Television critics praised "Lisa the Vegetarian" for its humor. John Serba of the Grand Rapids Press named it his favorite episode, "because the tale of Lisa's conversion to vegetarianism has more humorous scenes per square inch than any other episode". The Ventura County Reporter's Matthew Singer thought it was "overflowing with great individual scenes", particularly Troy McClure's Meat Council propaganda video, which he said "may be the funniest isolated segment in the history of the show". Todays Patrick Enwright, who listed the episode as his second favorite of the series, highlighted the "You don't win friends with salad!" song as "one of those archetypal Simpsons moments, one in which the writers hit a joke so long that it goes from funny to unfunny and back to funny again."

Reviewers of the episode have also praised it for its character development. Todd Gilchrist of IGN said he thinks the key to The Simpsons' longevity is its "sentimental but not gooey" approach to storytelling and character development. He cited "Lisa the Vegetarian" as an example and said: "Lisa sabotages Homer's barbecue, which results in an unceremonious death for his prize pig. But rather than simply punctuating the episode with an iconic image of the porker soaring through the air, the writers actually develop a story into which the joke fits. The comedic effect is actually intensified because we care about the characters, are invested in the story, and primed for a great gag." The Niagara Gazette's Phil Dzikiy said that "the character development and storytelling is perfect", noting that the episode was "equally hilarious, touching and satirical". Gary Russell and Gareth Roberts, the authors of the book I Can't Believe It's a Bigger and Better Updated Unofficial Simpsons Guide, called it "Lisa's finest hour - you'll cheer as she saves the life of an earthworm, triggers the school's Independent Thought alarm system and makes a pig fly."

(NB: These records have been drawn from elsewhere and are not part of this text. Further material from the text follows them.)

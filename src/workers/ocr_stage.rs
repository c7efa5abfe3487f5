use async_trait::async_trait;
use std::sync::Arc;

use crate::models::job::{Job, JobStatus};
use crate::services::broker::{MessageBroker, TRANSLATION_QUEUE};
use crate::services::ocr::{extract_text, TextRecognizer};
use crate::services::segmentation::Segmenter;
use crate::services::status_store::StatusStore;
use crate::services::storage::{ObjectStorage, StorageError};
use crate::workers::pool::StageHandler;
use crate::workers::{blocking, HandleError, StageError};

/// First stage: image → segments → text, then hand off to `translation-queue`.
pub struct OcrStage {
    store: Arc<dyn StatusStore>,
    broker: Arc<dyn MessageBroker>,
    storage: Option<Arc<dyn ObjectStorage>>,
    segmenter: Arc<dyn Segmenter>,
    recognizer: Arc<dyn TextRecognizer>,
    segment_concurrency: usize,
}

impl OcrStage {
    pub fn new(
        store: Arc<dyn StatusStore>,
        broker: Arc<dyn MessageBroker>,
        storage: Option<Arc<dyn ObjectStorage>>,
        segmenter: Arc<dyn Segmenter>,
        recognizer: Arc<dyn TextRecognizer>,
        segment_concurrency: usize,
    ) -> Self {
        Self {
            store,
            broker,
            storage,
            segmenter,
            recognizer,
            segment_concurrency,
        }
    }

    async fn load_image(&self, job: &Job) -> Result<Vec<u8>, StageError> {
        if job.uses_remote_image() {
            let storage = self.storage.as_ref().ok_or_else(|| {
                StorageError::Config("job references object storage but none is configured".into())
            })?;
            return Ok(storage.stream_get(&job.image_download_url).await?);
        }
        Ok(tokio::fs::read(&job.image_path).await?)
    }

    async fn recognize(&self, job: &Job) -> Result<String, StageError> {
        let image = self.load_image(job).await?;

        let segmenter = self.segmenter.clone();
        let segments = blocking(move || Ok(segmenter.segment(&image)?)).await?;
        tracing::debug!(job_id = %job.job_id, segments = segments.len(), "Image segmented");

        Ok(extract_text(self.recognizer.clone(), segments, self.segment_concurrency).await?)
    }
}

#[async_trait]
impl StageHandler for OcrStage {
    fn stage(&self) -> &'static str {
        "ocr"
    }

    async fn handle(&self, mut job: Job) -> Result<(), HandleError> {
        self.store.set_status(&job.job_id, JobStatus::OcrInProgress).await?;

        job.extracted_text = self.recognize(&job).await?;

        // Ack of the ocr-queue message waits on this publish; a crash in
        // between redelivers and republishes, which the next stage tolerates.
        let payload = serde_json::to_string(&job).map_err(StageError::from)?;
        self.broker.publish(TRANSLATION_QUEUE, &payload).await?;

        tracing::info!(
            job_id = %job.job_id,
            chars = job.extracted_text.len(),
            "Text extracted, job handed to translation"
        );
        Ok(())
    }
}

The McCartneys' guest appearance received mixed reactions from critics. Wood and Martin called it a "superb" performance. Singer, however, thought their cameo was poorly integrated into the show, and Dzikiy thought it seemed "a little forced".

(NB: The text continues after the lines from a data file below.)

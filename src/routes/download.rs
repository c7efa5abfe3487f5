use axum::extract::{Path, Query, State};
use axum::http::{header, StatusCode};
use axum::response::{IntoResponse, Redirect, Response};
use axum::Json;
use serde::Deserialize;

use crate::app_state::AppState;
use crate::models::responses::{CloudDownloadResponse, ErrorResponse};
use crate::services::ingestion::output_key;

fn error(status: StatusCode, message: &str) -> Response {
    (
        status,
        Json(ErrorResponse {
            error: message.to_string(),
        }),
    )
        .into_response()
}

/// A bare file name: no separators, no parent references.
fn is_safe_filename(filename: &str) -> bool {
    !filename.is_empty()
        && filename != "."
        && !filename.contains("..")
        && !filename.contains(['/', '\\'])
}

/// GET /download/{filename}: serve a rendered artifact from the output directory.
pub async fn download(State(state): State<AppState>, Path(filename): Path<String>) -> Response {
    if !is_safe_filename(&filename) {
        return error(StatusCode::BAD_REQUEST, "Invalid file name");
    }

    let path = state.output_dir.join(&filename);
    match tokio::fs::read(&path).await {
        Ok(bytes) => {
            let content_type = if filename.ends_with(".pdf") {
                "application/pdf"
            } else {
                "application/octet-stream"
            };
            (
                [
                    (header::CONTENT_TYPE, content_type.to_string()),
                    (
                        header::CONTENT_DISPOSITION,
                        format!("attachment; filename=\"{filename}\""),
                    ),
                ],
                bytes,
            )
                .into_response()
        }
        Err(e) if e.kind() == std::io::ErrorKind::NotFound => {
            error(StatusCode::NOT_FOUND, "File not found")
        }
        Err(e) => {
            tracing::error!(file = %filename, error = %e, "Failed to read artifact");
            error(StatusCode::INTERNAL_SERVER_ERROR, "Failed to read file")
        }
    }
}

#[derive(Debug, Deserialize)]
pub struct CloudDownloadParams {
    /// `false` returns the URL as JSON instead of redirecting.
    pub redirect: Option<bool>,
}

/// GET /cloud_download/{filename}: presigned download URL for an output object.
pub async fn cloud_download(
    State(state): State<AppState>,
    Path(filename): Path<String>,
    Query(params): Query<CloudDownloadParams>,
) -> Response {
    if !is_safe_filename(&filename) {
        return error(StatusCode::BAD_REQUEST, "Invalid file name");
    }
    let Some(storage) = state.storage.as_ref() else {
        return error(StatusCode::NOT_FOUND, "Object storage is not configured");
    };

    let url = match storage
        .presign_download(&output_key(&filename), state.presign_ttl_secs)
        .await
    {
        Ok(url) => url,
        Err(e) => {
            tracing::error!(file = %filename, error = %e, "Failed to presign download");
            return error(StatusCode::INTERNAL_SERVER_ERROR, "Failed to create download URL");
        }
    };

    if params.redirect.unwrap_or(true) {
        Redirect::temporary(&url).into_response()
    } else {
        Json(CloudDownloadResponse { url }).into_response()
    }
}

IGN collectively ranked McCartney's performance in this episode, along with Ringo Starr's performance in "Brush with Greatness" and George Harrison's performance in "Homer's Barbershop Quartet", as the tenth-best guest appearance in The Simpsons' history. They added that "Although none of these appearances were really large, the fact that the most popular band of all time appeared on The Simpsons is a large statement on the popularity and importance of the show." Simon Crerar of Times Online named Paul and Linda McCartney's performance in the episode as one of the thirty-three "funniest Simpsons cameos ever", and Larry Dobrow and Mike Errico of Blender listed it as the eighth-best band cameo in the show's history.

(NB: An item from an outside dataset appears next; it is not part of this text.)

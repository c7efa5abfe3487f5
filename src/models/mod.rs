pub mod job;
pub mod responses;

David Sims writes "this episode is not just about Lisa’s revelation that eating meat is wrong. It’s about her revelation that most people in society aren’t going to agree with her about that. Lisa episodes are often about realizing you’re in a minority of opinion or thought, and that there’s nothing wrong with that. 'Lisa The Vegetarian' is probably the finest example. How can she love her father when he does something she despises? Easily, Apu (the show’s only other vegetarian) explains. The enlisting of Paul and Linda McCartney is classic late-era Simpsons guest star stuff—they appear implausibly out of nowhere to explain something they’re closely associated with. But the moment is so lovely, and the realization so profound for Lisa, that there’s no complaint I can make about it. This is one of those Simpsons episodes that ends on a lesson we would all do well to remember every day."